House Intelligence Committee member Rep. Mike Quigley, a Democrat, explains what the panel expects to gain from closed-door hearings Thursday with former Ukraine envoy Kurt Volker.

NOEL KING, HOST:

The White House has until Friday to turn over documents related to President Trump's call with his Ukrainian counterpart. That's a call in which he asked Ukraine's president to investigate Joe Biden and Hunter Biden, among other things. After Friday, congressional leaders say they will issue subpoenas.

Today, though, House lawmakers will hear from President Trump's former Ukraine envoy, Kurt Volker. Volker is going to testify on Capitol Hill in a closed-door session. He resigned from the State Department last week. His name showed up in the whistleblower complaint that led to the impeachment inquiry.

On the line now is Representative Mike Quigley. He's a Democrat representing part of the Chicago area, and he serves on the House intelligence committee. Good morning, Congressman.

MIKE QUIGLEY: Good morning. Thanks for having me on.

KING: Happy to have you. What does the House intelligence committee want to ask Kurt Volker?

QUIGLEY: I think what they want to ask Kurt Volker is, what does he know? It sounds obvious. What took place? What were the circumstances? What other conversations or discussions took place? What does he know about other members of the administration communicating with anyone else on this issue?

KING: Sure. Let me ask you the old tried and true. If you had one question to ask him, what would it be?

QUIGLEY: Was he bothered during this effort? Did something in the back of his mind say, hey, we shouldn't be doing this? And why didn't he come forward as a result of that?

KING: The committee has also subpoenaed Secretary of State Mike Pompeo. What do members of the committee want to ask Mr. Pompeo?

QUIGLEY: We don't know that we need to have the secretary testify, but we have issued subpoenas, and we definitely need all that information. In my mind, hey, it's now his responsibility as the head of the State Department to be honest with the country. Be honest with the country. Tell us what he knows about the call and everything involving - and to comply with our subpoena issued as part of the impeachment inquiry.

KING: What happens if Secretary Pompeo you or anyone else who's asked to testify refuses?

QUIGLEY: Well. Therein lies the rub. I'm an attorney who's practiced 10 years. You know, I grew up in a (unintelligible) - so I don't know if we're entering a new norm or the answer becomes different because in the end we're going to rely on the courts. I would like to think the courts will respond with greater urgency now that there is a full-blown impeachment investigation.

KING: Your Republican colleagues, on the other hand, say they have legitimate questions about Hunter Biden's work in Ukraine. Is the House intelligence committee considering looking into Hunter Biden at all?

QUIGLEY: You know, I don't know that anyone understands that there is a credible issue still there that has been investigated and that had moved forward. But if someone were to come to me with something new tomorrow, I would refer it to whichever committee should investigate and say go forward - if someone brought me a...

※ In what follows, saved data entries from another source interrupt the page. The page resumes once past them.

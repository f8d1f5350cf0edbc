/// Generic value rendering.
///
/// A raw JSON value is first classified into a [`ValueNode`] that records what
/// display shape it takes; [`render_value`] then draws the node. Nothing here
/// depends on the payload schema.
use serde_json::{Map, Value};

use crate::html::{escape_html, EM_DASH};
use crate::label::format_label;

#[derive(Debug, Clone, PartialEq)]
pub enum ValueNode {
    /// `null` or an empty sequence.
    Null,
    Scalar(String),
    /// Non-empty sequence with at least one non-record element.
    List(Vec<String>),
    /// Label/value pairs of a record, nested values flattened to compact JSON.
    Record(Vec<(String, String)>),
    /// Non-empty sequence of records. Columns are the union of keys in first-seen order.
    Table {
        columns: Vec<String>,
        rows: Vec<Vec<String>>,
    },
}

impl ValueNode {
    pub fn classify(value: &Value) -> Self {
        match value {
            Value::Null => ValueNode::Null,
            Value::Array(items) if items.is_empty() => ValueNode::Null,
            Value::Array(items) => {
                let records: Option<Vec<&Map<String, Value>>> =
                    items.iter().map(Value::as_object).collect();
                match records {
                    Some(records) => table_from_records(&records),
                    None => ValueNode::List(items.iter().map(text_of).collect()),
                }
            }
            Value::Object(map) => ValueNode::Record(
                map.iter()
                    .map(|(k, v)| (k.clone(), text_of(v)))
                    .collect(),
            ),
            scalar => ValueNode::Scalar(text_of(scalar)),
        }
    }
}

fn table_from_records(records: &[&Map<String, Value>]) -> ValueNode {
    let mut columns: Vec<String> = Vec::new();
    for record in records {
        for key in record.keys() {
            if !columns.iter().any(|c| c == key) {
                columns.push(key.clone());
            }
        }
    }
    let rows = records
        .iter()
        .map(|record| {
            columns
                .iter()
                .map(|col| match record.get(col) {
                    None | Some(Value::Null) => String::new(),
                    Some(v) => text_of(v),
                })
                .collect()
        })
        .collect();
    ValueNode::Table { columns, rows }
}

/// Stringify a JSON value for display: strings verbatim, everything else as compact JSON.
pub(crate) fn text_of(value: &Value) -> String {
    match value {
        Value::String(s) => s.clone(),
        other => other.to_string(),
    }
}

pub fn render_value(node: &ValueNode, out: &mut String) {
    match node {
        ValueNode::Null => {
            out.push_str(&format!("<p class=\"muted\">{EM_DASH}</p>\n"));
        }
        ValueNode::Scalar(text) => {
            out.push_str(&format!("<p>{}</p>\n", escape_html(text)));
        }
        ValueNode::List(items) => {
            out.push_str("<ul>\n");
            for item in items {
                out.push_str(&format!("<li>{}</li>\n", escape_html(item)));
            }
            out.push_str("</ul>\n");
        }
        ValueNode::Record(pairs) => {
            out.push_str("<div class=\"key-value-grid\">\n");
            for (key, value) in pairs {
                out.push_str(&format!(
                    "<div class=\"key-value-row\"><span class=\"key\">{}</span><span class=\"value\">{}</span></div>\n",
                    escape_html(&format_label(key)),
                    escape_html(value)
                ));
            }
            out.push_str("</div>\n");
        }
        ValueNode::Table { columns, rows } => {
            out.push_str("<div class=\"relation-table\">\n");
            out.push_str("<div class=\"relation-row header\">");
            for col in columns {
                out.push_str(&format!(
                    "<span class=\"relation-type\">{}</span>",
                    escape_html(&format_label(col))
                ));
            }
            out.push_str("</div>\n");
            for row in rows {
                out.push_str("<div class=\"relation-row\">");
                for cell in row {
                    out.push_str(&format!(
                        "<span class=\"relation-source\">{}</span>",
                        escape_html(cell)
                    ));
                }
                out.push_str("</div>\n");
            }
            out.push_str("</div>\n");
        }
    }
}
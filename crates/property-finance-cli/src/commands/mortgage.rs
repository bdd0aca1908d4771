use clap::Args;
use rust_decimal::Decimal;
use serde_json::Value;

use property_finance_core::mortgage::amortization::{self, AmortizationInput};

use crate::input;

/// Arguments for the mortgage calculator
#[derive(Args)]
pub struct MortgageArgs {
    /// Property price before the down payment
    #[arg(long)]
    pub principal: Option<Decimal>,

    /// Cash paid up front (defaults to 0)
    #[arg(long)]
    pub down_payment: Option<Decimal>,

    /// Annual interest rate as a percentage (e.g. 15 for 15%)
    #[arg(long, alias = "rate")]
    pub interest_rate: Option<Decimal>,

    /// Loan term in years
    #[arg(long, alias = "years")]
    pub term_years: Option<u32>,

    /// Path to JSON or YAML input file (overrides individual flags)
    #[arg(long)]
    pub input: Option<String>,
}

pub fn run_mortgage(args: MortgageArgs) -> Result<Value, Box<dyn std::error::Error>> {
    let mortgage_input: AmortizationInput = match input::load(args.input.as_deref())? {
        Some(parsed) => parsed,
        None => input_from_flags(&args)?,
    };
    let result = amortization::compute_amortization(&mortgage_input)?;
    Ok(serde_json::to_value(result)?)
}

fn input_from_flags(args: &MortgageArgs) -> Result<AmortizationInput, Box<dyn std::error::Error>> {
    Ok(AmortizationInput {
        principal: args
            .principal
            .ok_or("--principal is required (or provide --input)")?,
        down_payment: args.down_payment.unwrap_or(Decimal::ZERO),
        annual_interest_rate_percent: args
            .interest_rate
            .ok_or("--interest-rate is required (or provide --input)")?,
        term_years: args
            .term_years
            .ok_or("--term-years is required (or provide --input)")?,
    })
}
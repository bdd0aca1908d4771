use clap::Args;
use rust_decimal::Decimal;
use serde_json::Value;

use property_finance_core::investment::roi::{self, RoiInput};

use crate::input;

/// Arguments for the rental ROI projection
#[derive(Args)]
pub struct RoiArgs {
    /// Purchase price / market value of the property
    #[arg(long)]
    pub property_value: Option<Decimal>,

    /// Gross annual rental income
    #[arg(long)]
    pub annual_rent: Option<Decimal>,

    /// Annual operating expenses (defaults to 0)
    #[arg(long)]
    pub annual_expenses: Option<Decimal>,

    /// Annual appreciation as a percentage (e.g. 7 for 7%)
    #[arg(long)]
    pub appreciation_rate: Option<Decimal>,

    /// Holding period in years
    #[arg(long)]
    pub years: Option<u32>,

    /// Path to JSON or YAML input file (overrides individual flags)
    #[arg(long)]
    pub input: Option<String>,
}

pub fn run_roi(args: RoiArgs) -> Result<Value, Box<dyn std::error::Error>> {
    let roi_input: RoiInput = match input::load(args.input.as_deref())? {
        Some(parsed) => parsed,
        None => input_from_flags(&args)?,
    };
    let result = roi::compute_roi(&roi_input)?;
    Ok(serde_json::to_value(result)?)
}

fn input_from_flags(args: &RoiArgs) -> Result<RoiInput, Box<dyn std::error::Error>> {
    Ok(RoiInput {
        property_value: args
            .property_value
            .ok_or("--property-value is required (or provide --input)")?,
        annual_rent: args
            .annual_rent
            .ok_or("--annual-rent is required (or provide --input)")?,
        annual_expenses: args.annual_expenses.unwrap_or(Decimal::ZERO),
        appreciation_rate_percent: args
            .appreciation_rate
            .ok_or("--appreciation-rate is required (or provide --input)")?,
        investment_period_years: args
            .years
            .ok_or("--years is required (or provide --input)")?,
    })
}

#[cfg(test)]
mod tests {
    use super::*;
    use rust_decimal_macros::dec;

    fn args() -> RoiArgs {
        RoiArgs {
            property_value: Some(dec!(40000000)),
            annual_rent: Some(dec!(2400000)),
            annual_expenses: Some(dec!(600000)),
            appreciation_rate: Some(dec!(7)),
            years: Some(10),
            input: None,
        }
    }

    #[test]
    fn test_flags_build_input() {
        let input = input_from_flags(&args()).unwrap();
        assert_eq!(input.annual_expenses, dec!(600000));
        assert_eq!(input.investment_period_years, 10);
    }

    #[test]
    fn test_missing_years_flag() {
        let err = input_from_flags(&RoiArgs { years: None, ..args() }).unwrap_err();
        assert!(err.to_string().contains("--years"));
    }
}
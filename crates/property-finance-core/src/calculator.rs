//! Mode selection for the property calculator.
//!
//! The calculator exposes two independent tools behind one entry point; the
//! request names the active mode and carries that mode's input.

use serde::de::DeserializeOwned;
use serde::{Deserialize, Serialize};

use crate::investment::roi::{self, RoiInput, RoiResult};
use crate::mortgage::amortization::{self, AmortizationInput, AmortizationResult};
use crate::types::ComputationOutput;
use crate::PropertyFinanceResult;

#[derive(Debug, Clone, Serialize, Deserialize)]
#[serde(tag = "mode", rename_all = "snake_case")]
pub enum CalculatorRequest {
    Mortgage(AmortizationInput),
    Investment(RoiInput),
}

#[derive(Debug, Clone, Serialize, Deserialize)]
#[serde(tag = "mode", rename_all = "snake_case")]
pub enum CalculatorOutput {
    Mortgage(ComputationOutput<AmortizationResult>),
    Investment(ComputationOutput<RoiResult>),
}

impl CalculatorRequest {
    pub fn mode(&self) -> &'static str {
        match self {
            CalculatorRequest::Mortgage(_) => "mortgage",
            CalculatorRequest::Investment(_) => "investment",
        }
    }
}

/// Run whichever calculator the request selects.
pub fn run_calculator(request: &CalculatorRequest) -> PropertyFinanceResult<CalculatorOutput> {
    log::debug!("calculator mode: {}", request.mode());
    match request {
        CalculatorRequest::Mortgage(input) => {
            amortization::compute_amortization(input).map(CalculatorOutput::Mortgage)
        }
        CalculatorRequest::Investment(input) => {
            roi::compute_roi(input).map(CalculatorOutput::Investment)
        }
    }
}

/// Parse `input_json`, run `compute`, and serialise its output. Malformed
/// input surfaces as `PropertyFinanceError::Serialization`.
pub fn run_json<I, O>(
    input_json: &str,
    compute: impl FnOnce(&I) -> PropertyFinanceResult<O>,
) -> PropertyFinanceResult<String>
where
    I: DeserializeOwned,
    O: Serialize,
{
    let input: I = serde_json::from_str(input_json)?;
    let output = compute(&input)?;
    Ok(serde_json::to_string(&output)?)
}
use serde_json::Value;
use std::io::{self, Read};

/// Read JSON from stdin if data is being piped.
/// Returns None if stdin is a TTY or the pipe is empty.
pub fn read_stdin() -> Result<Option<Value>, Box<dyn std::error::Error>> {
    if atty::is(atty::Stream::Stdin) {
        return Ok(None);
    }

    let mut buffer = String::new();
    io::stdin().read_to_string(&mut buffer)?;
    parse_piped(&buffer)
}

fn parse_piped(buffer: &str) -> Result<Option<Value>, Box<dyn std::error::Error>> {
    let trimmed = buffer.trim();
    if trimmed.is_empty() {
        return Ok(None);
    }
    Ok(Some(serde_json::from_str(trimmed)?))
}
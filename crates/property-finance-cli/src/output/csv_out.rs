use serde_json::Value;
use std::io;

use super::{format_cell, result_of};

/// Write output as CSV to stdout.
///
/// A result carrying a yearly `schedule` is exported row by row (one line per
/// year); any other result is written as two-column `field,value` pairs.
pub fn print_csv(value: &Value) {
    let stdout = io::stdout();
    let mut wtr = csv::Writer::from_writer(stdout.lock());
    if let Err(e) = write_csv(&mut wtr, value) {
        eprintln!("CSV write error: {}", e);
    }
}

fn write_csv<W: io::Write>(wtr: &mut csv::Writer<W>, value: &Value) -> csv::Result<()> {
    let result = result_of(value);

    match result {
        Value::Object(map) => match map.get("schedule") {
            Some(Value::Array(rows)) if !rows.is_empty() => write_rows(wtr, rows)?,
            _ => {
                wtr.write_record(["field", "value"])?;
                for (key, val) in map {
                    wtr.write_record([key.as_str(), &format_cell(val)])?;
                }
            }
        },
        Value::Array(rows) => write_rows(wtr, rows)?,
        _ => wtr.write_record([format_cell(result)])?,
    }

    wtr.flush()?;
    Ok(())
}

fn write_rows<W: io::Write>(wtr: &mut csv::Writer<W>, rows: &[Value]) -> csv::Result<()> {
    let Some(Value::Object(first)) = rows.first() else {
        for item in rows {
            wtr.write_record([format_cell(item)])?;
        }
        return Ok(());
    };

    let mut headers: Vec<&str> = first.keys().map(String::as_str).collect();
    // Year leads each exported row
    headers.sort_by_key(|h| *h != "year");
    wtr.write_record(&headers)?;

    for row in rows.iter().filter_map(Value::as_object) {
        let record: Vec<String> = headers
            .iter()
            .map(|h| row.get(*h).map(format_cell).unwrap_or_default())
            .collect();
        wtr.write_record(&record)?;
    }
    Ok(())
}
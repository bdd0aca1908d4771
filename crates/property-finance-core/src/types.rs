use rust_decimal::Decimal;
use serde::{Deserialize, Serialize};

/// All monetary values. Wraps Decimal to prevent accidental f64 usage.
/// Unit-agnostic: currency formatting happens in the presentation layer.
pub type Money = Decimal;

/// Percentages as entered by a user (15 = 15%).
pub type Percent = Decimal;

/// Rates expressed as decimals (0.0125 = 1.25% per period).
pub type Rate = Decimal;

/// Standard computation output envelope
#[derive(Debug, Clone, Serialize, Deserialize)]
pub struct ComputationOutput<T: Serialize> {
    pub result: T,
    pub methodology: String,
    pub assumptions: serde_json::Value,
    pub warnings: Vec<String>,
    pub metadata: ComputationMetadata,
}

/// Metadata for every computation
#[derive(Debug, Clone, Serialize, Deserialize)]
pub struct ComputationMetadata {
    pub version: String,
    pub computation_time_us: u64,
    pub precision: String,
}

/// Helper to wrap computation results with metadata
pub fn with_metadata<T: Serialize>(
    methodology: &str,
    assumptions: &impl Serialize,
    warnings: Vec<String>,
    elapsed_us: u64,
    result: T,
) -> ComputationOutput<T> {
    ComputationOutput {
        result,
        methodology: methodology.to_string(),
        assumptions: serde_json::to_value(assumptions).unwrap_or_default(),
        warnings,
        metadata: ComputationMetadata {
            version: env!("CARGO_PKG_VERSION").to_string(),
            computation_time_us: elapsed_us,
            precision: "rust_decimal_128bit".to_string(),
        },
    }
}

/// Convert a user-facing percentage (15) into a decimal rate (0.15).
pub fn percent_to_rate(percent: Percent) -> Rate {
    percent / Decimal::ONE_HUNDRED
}

#[cfg(test)]
mod tests {
    use super::*;
    use rust_decimal_macros::dec;

    #[test]
    fn test_percent_to_rate() {
        assert_eq!(percent_to_rate(dec!(15)), dec!(0.15));
        assert_eq!(percent_to_rate(Decimal::ZERO), Decimal::ZERO);
    }

    #[test]
    fn test_with_metadata_echoes_assumptions() {
        let out = with_metadata(
            "Test",
            &serde_json::json!({ "principal": "100" }),
            vec!["note".into()],
            42,
            dec!(1.5),
        );
        assert_eq!(out.methodology, "Test");
        assert_eq!(out.assumptions["principal"], "100");
        assert_eq!(out.warnings, vec!["note".to_string()]);
        assert_eq!(out.metadata.computation_time_us, 42);
        assert_eq!(out.metadata.precision, "rust_decimal_128bit");
    }
}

KING: You need something beyond just this guy was making $50,000 a month working for a gas company whose owner was kind of shady and he had no experience in the energy industry. Like, you need - what you're telling me is you need more than that.

QUIGLEY: I have no problems if a committee is investigating this. I am not aware of wrongdoing. If it's out there, go get it. But the administration has a defense posture of, oh, yeah, what about you? And in the meantime, they stonewall and they obstruct.

In the meantime, I'm going to focus on the fact that the president of the United States asked a foreign government - muscle a foreign government to investigate his political rival and interfere in our elections. And he promised the use of the United States Department of Justice to facilitate that investigation, and he tried to cover it up.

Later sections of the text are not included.